- _Activity_:
Copy out each line of the data below in which "JackError" appears.

- _The data_:
::::

use jackc::{compile_str, JackError, SymbolError};

fn compile(source: &str) -> String {
    match compile_str(source) {
        Ok(vm_text) => vm_text,
        Err(err) => panic!("{}", err),
    }
}

/// True when the needle lines appear consecutively in the output.
fn contains_lines(haystack: &str, needle: &[&str]) -> bool {
    let lines: Vec<&str> = haystack.lines().collect();
    if needle.is_empty() {
        return true;
    }
    lines
        .windows(needle.len())
        .any(|window| window == needle)
}

#[test]
fn test_literal_constant_return() {
    let vm_text = compile("class Main { function void main() { return 0; } }");

    assert_eq!(
        vm_text,
        "function Main.main 0\npush constant 0\nreturn\n"
    );
}

#[test]
fn test_empty_class_emits_nothing() {
    assert_eq!(compile("class C {}"), "");
}

#[test]
fn test_class_var_decs_emit_no_instructions() {
    let vm_text = compile("class C { static int a; field int b, c; }");
    assert_eq!(vm_text, "");
}

#[test]
fn test_keyword_constants() {
    let vm_text = compile(
        "class Main { function boolean main() { return true; } }",
    );
    assert!(contains_lines(
        &vm_text,
        &["push constant 0", "not", "return"]
    ));

    let vm_text = compile(
        "class Main { function boolean main() { return false; } }",
    );
    assert!(contains_lines(&vm_text, &["push constant 0", "return"]));

    let vm_text = compile(
        "class Main { function Main main() { return null; } }",
    );
    assert!(contains_lines(&vm_text, &["push constant 0", "return"]));
}

#[test]
fn test_string_constant() {
    let vm_text = compile(
        "class Main { function void main() { do Output.printString(\"Hi\"); return; } }",
    );

    assert!(contains_lines(
        &vm_text,
        &[
            "push constant 2",
            "call String.new 1",
            "push constant 72",
            "call String.appendChar 2",
            "push constant 105",
            "call String.appendChar 2",
            "call Output.printString 1",
            "pop temp 0",
        ]
    ));
}

#[test]
fn test_method_call_on_self() {
    let vm_text = compile(
        "class C { method void foo() { do bar(); return; } }",
    );

    // Method prologue binds the receiver argument to `this`.
    assert!(contains_lines(
        &vm_text,
        &["function C.foo 0", "push argument 0", "pop pointer 0"]
    ));
    // An unprefixed call pushes the current object as receiver.
    assert!(contains_lines(
        &vm_text,
        &["push pointer 0", "call C.bar 1", "pop temp 0"]
    ));
}

#[test]
fn test_method_call_on_object_pushes_receiver_before_args() {
    let vm_text = compile(
        "class Main {
            function void main() {
                var Square s;
                do s.move(1, 2);
                return;
            }
        }",
    );

    assert!(contains_lines(
        &vm_text,
        &[
            "push local 0",
            "push constant 1",
            "push constant 2",
            "call Square.move 3",
            "pop temp 0",
        ]
    ));
}

#[test]
fn test_function_call_with_class_prefix() {
    let vm_text = compile(
        "class Main { function void main() { do Output.println(); return; } }",
    );

    assert!(contains_lines(
        &vm_text,
        &["call Output.println 0", "pop temp 0"]
    ));
}

#[test]
fn test_constructor_allocates_fields() {
    let vm_text = compile(
        "class Point {
            field int x, y;
            static int count;

            constructor Point new() {
                return this;
            }
        }",
    );

    // Two fields to allocate; the static does not count.
    assert!(contains_lines(
        &vm_text,
        &[
            "function Point.new 0",
            "push constant 2",
            "call Memory.alloc 1",
            "pop pointer 0",
            "push pointer 0",
            "return",
        ]
    ));
}

#[test]
fn test_array_assignment() {
    let vm_text = compile(
        "class Main {
            function void main() {
                var Array a;
                var int i, j;
                let a[i] = j;
                return;
            }
        }",
    );

    assert!(contains_lines(
        &vm_text,
        &[
            "push local 0",
            "push local 1",
            "add",
            "push local 2",
            "pop temp 0",
            "pop pointer 1",
            "push temp 0",
            "pop that 0",
        ]
    ));
}

#[test]
fn test_array_read() {
    let vm_text = compile(
        "class Main {
            function int main() {
                var Array a;
                var int i;
                return a[i + 1];
            }
        }",
    );

    assert!(contains_lines(
        &vm_text,
        &[
            "push local 0",
            "push local 1",
            "push constant 1",
            "add",
            "add",
            "pop pointer 1",
            "push that 0",
            "return",
        ]
    ));
}

#[test]
fn test_if_else_labels() {
    let vm_text = compile(
        "class C {
            function void f() {
                if (false) {
                    return;
                } else {
                    return;
                }
            }
        }",
    );

    // Condition is negated before the branch.
    assert!(contains_lines(
        &vm_text,
        &["push constant 0", "not", "if-goto C.f$ELSE_0"]
    ));

    let else_pos = vm_text.find("label C.f$ELSE_0").unwrap();
    let end_pos = vm_text.find("label C.f$IF_END_0").unwrap();
    assert!(else_pos < end_pos);
    assert!(vm_text.contains("goto C.f$IF_END_0"));
}

#[test]
fn test_if_without_else_uses_end_label() {
    let vm_text = compile(
        "class C { function void f() { if (false) { return; } return; } }",
    );

    assert!(contains_lines(&vm_text, &["not", "if-goto C.f$IF_END_0"]));
    assert!(!vm_text.contains("ELSE"));
}

#[test]
fn test_while_labels() {
    let vm_text = compile(
        "class C { function void f() { while (true) {} return; } }",
    );

    assert!(contains_lines(
        &vm_text,
        &[
            "label C.f$WHILE_BEGIN_0",
            "push constant 0",
            "not",
            "not",
            "if-goto C.f$WHILE_END_0",
            "goto C.f$WHILE_BEGIN_0",
            "label C.f$WHILE_END_0",
        ]
    ));
}

#[test]
fn test_nested_control_flow_labels_are_distinct() {
    let vm_text = compile(
        "class C {
            function void f() {
                while (true) {
                    while (false) {
                        if (true) {}
                    }
                    if (false) {}
                }
                return;
            }
        }",
    );

    for label in [
        "C.f$WHILE_BEGIN_0",
        "C.f$WHILE_END_0",
        "C.f$WHILE_BEGIN_1",
        "C.f$WHILE_END_1",
        "C.f$IF_END_0",
        "C.f$IF_END_1",
    ] {
        let full = format!("label {}", label);
        assert_eq!(
            vm_text.matches(full.as_str()).count(),
            1,
            "{label} should be defined exactly once",
        );
    }
}

#[test]
fn test_label_counters_reset_per_subroutine() {
    let vm_text = compile(
        "class C {
            function void f() { if (true) {} return; }
            function void g() { if (true) {} return; }
        }",
    );

    assert!(vm_text.contains("label C.f$IF_END_0"));
    assert!(vm_text.contains("label C.g$IF_END_0"));
    assert!(!vm_text.contains("IF_END_1"));
}

#[test]
fn test_operators_lower_left_to_right() {
    let vm_text = compile(
        "class Main { function int main() { return 1 + 2 * 3; } }",
    );

    // No precedence: (1 + 2) * 3 in evaluation order.
    assert!(contains_lines(
        &vm_text,
        &[
            "push constant 1",
            "push constant 2",
            "add",
            "push constant 3",
            "call Math.multiply 2",
            "return",
        ]
    ));
}

#[test]
fn test_comparison_and_logic_operators() {
    let vm_text = compile(
        "class Main {
            function boolean main(int a, int b) {
                return (a < b) & (a > b) | (a = b);
            }
        }",
    );

    for instr in ["lt", "gt", "and", "or", "eq"] {
        assert!(
            contains_lines(&vm_text, &[instr]),
            "missing {instr} in:\n{vm_text}"
        );
    }
}

#[test]
fn test_division_calls_runtime() {
    let vm_text = compile(
        "class Main { function int main() { return 6 / 3; } }",
    );
    assert!(contains_lines(&vm_text, &["call Math.divide 2"]));
}

#[test]
fn test_unary_operators() {
    let vm_text = compile(
        "class Main { function int main() { return -(~5); } }",
    );
    assert!(contains_lines(
        &vm_text,
        &["push constant 5", "not", "neg"]
    ));
}

#[test]
fn test_void_return_pushes_zero() {
    let vm_text = compile(
        "class Main { function void main() { return; } }",
    );
    assert!(contains_lines(&vm_text, &["push constant 0", "return"]));
}

#[test]
fn test_locals_count_spans_all_var_decs() {
    let vm_text = compile(
        "class Main {
            function void main() {
                var int a, b;
                var boolean c;
                return;
            }
        }",
    );
    assert!(vm_text.starts_with("function Main.main 3\n"));
}

#[test]
fn test_method_params_offset_by_receiver() {
    let vm_text = compile(
        "class C {
            method int f(int a) {
                return a;
            }
        }",
    );

    // The declared parameter lands at argument 1, after `this`.
    assert!(contains_lines(&vm_text, &["push argument 1", "return"]));
}

#[test]
fn test_undeclared_variable_fails() {
    let result = compile_str(
        "class Main { function void main() { let x = 1; return; } }",
    );

    match result {
        Err(JackError::Symbol(SymbolError::Undeclared { name })) => {
            assert_eq!(name, "x");
        }
        other => panic!("expected an undeclared-variable error, got {other:?}"),
    }
}

#[test]
fn test_duplicate_local_fails() {
    let result = compile_str(
        "class Main {
            function void main() {
                var int a;
                var boolean a;
                return;
            }
        }",
    );
    assert!(matches!(
        result,
        Err(JackError::Symbol(SymbolError::DuplicateName { .. }))
    ));
}

#[test]
fn test_duplicate_field_fails() {
    let result = compile_str("class C { field int a; static char a; }");
    assert!(matches!(
        result,
        Err(JackError::Symbol(SymbolError::DuplicateName { .. }))
    ));
}

#[test]
fn test_local_shadows_field() {
    let vm_text = compile(
        "class C {
            field int x;
            method int f() {
                var int x;
                let x = 1;
                return x;
            }
        }",
    );

    // The local declaration wins over the field.
    assert!(contains_lines(&vm_text, &["push constant 1", "pop local 0"]));
    assert!(contains_lines(&vm_text, &["push local 0", "return"]));
}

::::

- _Written answer_:
use jackc::{compile_str, JackError, SymbolError};
        Err(JackError::Symbol(SymbolError::Undeclared { name })) => {
        Err(JackError::Symbol(SymbolError::DuplicateName { .. }))
        Err(JackError::Symbol(SymbolError::DuplicateName { .. }))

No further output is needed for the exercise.